IoRegisterPlugPlayNotification() is a pretty scary looking function at first glance. The documentation is not that simple either. So what does this function do and why do you want to use it? IoRegisterPlugPlayNotification() does 2 things (OK 3, but the 3rd is a corner case), it tells you about:

  1. Arrival and departure of instances of device interfaces
  2. The graceful or sudden removal of a device stack which you opened a handle against
  3. A change in the hardware profile on the machine

Arrival and departure of device interfaces is important because there is no driver load ordering guarantees by the PnP manager, so your driver may load before or after the driver you want to open has been loaded. This is a change from versions previous of NT previous to Windows 2000 .0 where could specify such dependencies . Since there are no ordering guarantees, the OS provides a way for you to be notified when the driver you are interested comes online. To register for these notifications, you specify EventCategoryDeviceInterfaceChange as the EventCategory. Typically you would specify PNPNOTIFY_DEVICE_INTERFACE_INCLUDE_EXISTING_INTERFACES as the EventCategoryFlags so that you are also notified of instances which came online before your driver has loaded. Note that this notification system only works for device interfaces, it does not work for the older style symbolic links created by calling IoCreateSymbolicLink(), which is good motivation (for me at least) to move to the new device interfaces.

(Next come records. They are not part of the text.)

//! Experiment configuration loaded from environment variables.
//!
//! | variable | default |
//! |---|---|
//! | `SETBENCH_UNIVERSE` | `100000` |
//! | `SETBENCH_REPETITIONS` | `100` |
//! | `SETBENCH_SEED` | `42` |
//! | `SETBENCH_MIN_DENSITY_EXP` | `-3` |
//! | `SETBENCH_ZIPF_EXPONENT` | `1.0` |
//! | `SETBENCH_THRESHOLDS` | `1024,4096,8192,16384` |
//! | `SETBENCH_PROBE` | `1` |
//!
//! Values that fail to parse fall back to the default.

use std::str::FromStr;

use crate::adapter::TunableVariant;
use crate::error::{Error, Result};
use crate::hierarchical::MAX_UNIVERSE;

/// Settings for one experiment run.
#[derive(Debug, Clone, PartialEq)]
pub struct ExperimentConfig {
    /// Universe size `N`.
    pub universe: u32,
    /// Repetitions per cell.
    pub repetitions: usize,
    /// Seed of the workload generator.
    pub seed: u64,
    /// Densities run from `10^min_density_exp` up to `10^0`.
    pub min_density_exp: i32,
    /// Zipf exponent `s`.
    pub zipf_exponent: f64,
    /// Array/bitmap switch points of the verified variants.
    pub thresholds: Vec<usize>,
    /// Whether to try the allocator-backed memory probe.
    pub probe: bool,
}

impl Default for ExperimentConfig {
    fn default() -> Self {
        Self {
            universe: 100_000,
            repetitions: 100,
            seed: 42,
            min_density_exp: -3,
            zipf_exponent: 1.0,
            thresholds: vec![1024, 4096, 8192, 16384],
            probe: true,
        }
    }
}

impl ExperimentConfig {
    /// Read the configuration from the process environment.
    pub fn from_env() -> Self {
        Self::from_lookup(|key| std::env::var(key).ok())
    }

    /// Read the configuration through an arbitrary key lookup.
    pub fn from_lookup(lookup: impl Fn(&str) -> Option<String>) -> Self {
        let defaults = Self::default();
        let thresholds = lookup("SETBENCH_THRESHOLDS")
            .and_then(|s| {
                s.split(',')
                    .map(|t| t.trim().parse().ok())
                    .collect::<Option<Vec<usize>>>()
            })
            .unwrap_or(defaults.thresholds);

        let probe = lookup("SETBENCH_PROBE")
            .map(|s| !matches!(s.trim(), "0" | "false" | "off" | "no"))
            .unwrap_or(defaults.probe);

        Self {
            universe: parse_var(&lookup, "SETBENCH_UNIVERSE").unwrap_or(defaults.universe),
            repetitions: parse_var(&lookup, "SETBENCH_REPETITIONS").unwrap_or(defaults.repetitions),
            seed: parse_var(&lookup, "SETBENCH_SEED").unwrap_or(defaults.seed),
            min_density_exp: parse_var(&lookup, "SETBENCH_MIN_DENSITY_EXP")
                .unwrap_or(defaults.min_density_exp),
            zipf_exponent: parse_var(&lookup, "SETBENCH_ZIPF_EXPONENT")
                .unwrap_or(defaults.zipf_exponent),
            thresholds,
            probe,
        }
    }

    /// Reject settings no experiment can run with.
    pub fn validate(&self) -> Result<()> {
        if self.universe == 0 {
            return Err(Error::InvalidUniverse(self.universe));
        }
        if self.universe > MAX_UNIVERSE {
            return Err(Error::InvalidConfig(format!(
                "universe {} exceeds the hierarchical bitmap limit of {MAX_UNIVERSE}",
                self.universe
            )));
        }
        if self.repetitions == 0 {
            return Err(Error::InvalidConfig("repetitions must be >= 1".to_string()));
        }
        if self.min_density_exp > 0 {
            return Err(Error::InvalidConfig(format!(
                "min density exponent must be <= 0, got {}",
                self.min_density_exp
            )));
        }
        if !(self.zipf_exponent.is_finite() && self.zipf_exponent >= 0.0) {
            return Err(Error::InvalidConfig(format!(
                "zipf exponent must be finite and non-negative, got {}",
                self.zipf_exponent
            )));
        }
        if self.thresholds.is_empty() {
            return Err(Error::InvalidConfig("no thresholds configured".to_string()));
        }
        for d in self.densities() {
            if (f64::from(self.universe) * d).round() < 1.0 {
                return Err(Error::InvalidDensity {
                    density: d,
                    universe: self.universe,
                });
            }
        }
        Ok(())
    }

    /// Densities `10^e` for `e` from the minimum exponent up to 0, ascending.
    pub fn densities(&self) -> Vec<f64> {
        (self.min_density_exp..=0)
            .map(|e| 1.0 / 10f64.powi(-e))
            .collect()
    }

    /// Verified variants, one per configured threshold.
    pub fn variants(&self) -> Vec<TunableVariant> {
        self.thresholds
            .iter()
            .map(|&t| TunableVariant::threshold(t))
            .collect()
    }

    /// The single trivial variant of the unreported warm-up pass.
    pub fn warmup_variant(&self) -> TunableVariant {
        TunableVariant::new("warm-up", 1)
    }
}

fn parse_var<T: FromStr>(lookup: &impl Fn(&str) -> Option<String>, key: &str) -> Option<T> {
    lookup(key).and_then(|s| s.trim().parse().ok())
}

The toastmon sample in the DDK demonstrates how to use this functionality of the API. KMDF does not wrap this functionality of the API.

Once you have opened a file handle against a pnp stack, being notified of the graceful or sudden removal of the device is important. Why? Well, a device cannot be gracefully removed if there are any open handles when the query remove is enacted. One consequence of not closing the handle to the device is that the device will never be disableable by the user. On the flip side, if the user unplugs the hardware from the machine, the device is put into the surprise removed pnp state. The only way it can transition to the removed state is if all open handles are closed, so by keeping your handle open you prevent the stack from being removed and the driver image from possibly unloading (which makes servicing the driver image impossible without a reboot). In both cases, you should behave nicely in the system and close the handle at the appropriate time. To register for these notifications, you specify EventCategoryTargetDeviceChange as the EventCategory.

The toastmon, kbdclass, and mouclass examples in the DDK all demonstrate how to register for notifications on an open handle. KMDF does wrap this functionality of the API in the WDFIOTARGET handle. When opening a WDFIOTARGET, you can override this functionality by providing the appropriate callbacks in WDF_IO_TARGET_OPEN_PARAMS.

So what about the 3rd category where you are notified about profile changes? I have seen very few drivers need to know this, the ones that do are primarily motherboard specific drivers (such as ACPI.sys). One driver which is not a motherboard specific driver which listens for this notification is i8042prt.sys, the PS/2 mouse and keyboard driver. Why does it listen for hardware profile changes? To reset the mouse when you dock/undock your laptop ;). It needs to do this because the driver does not know about the PS/2 pass through port in your dock and that the new mouse needs to be initialized (or it has disappeared). The BIOS does know about the existence of the pass through port and resetting the mouse makes everyone happy and functional again.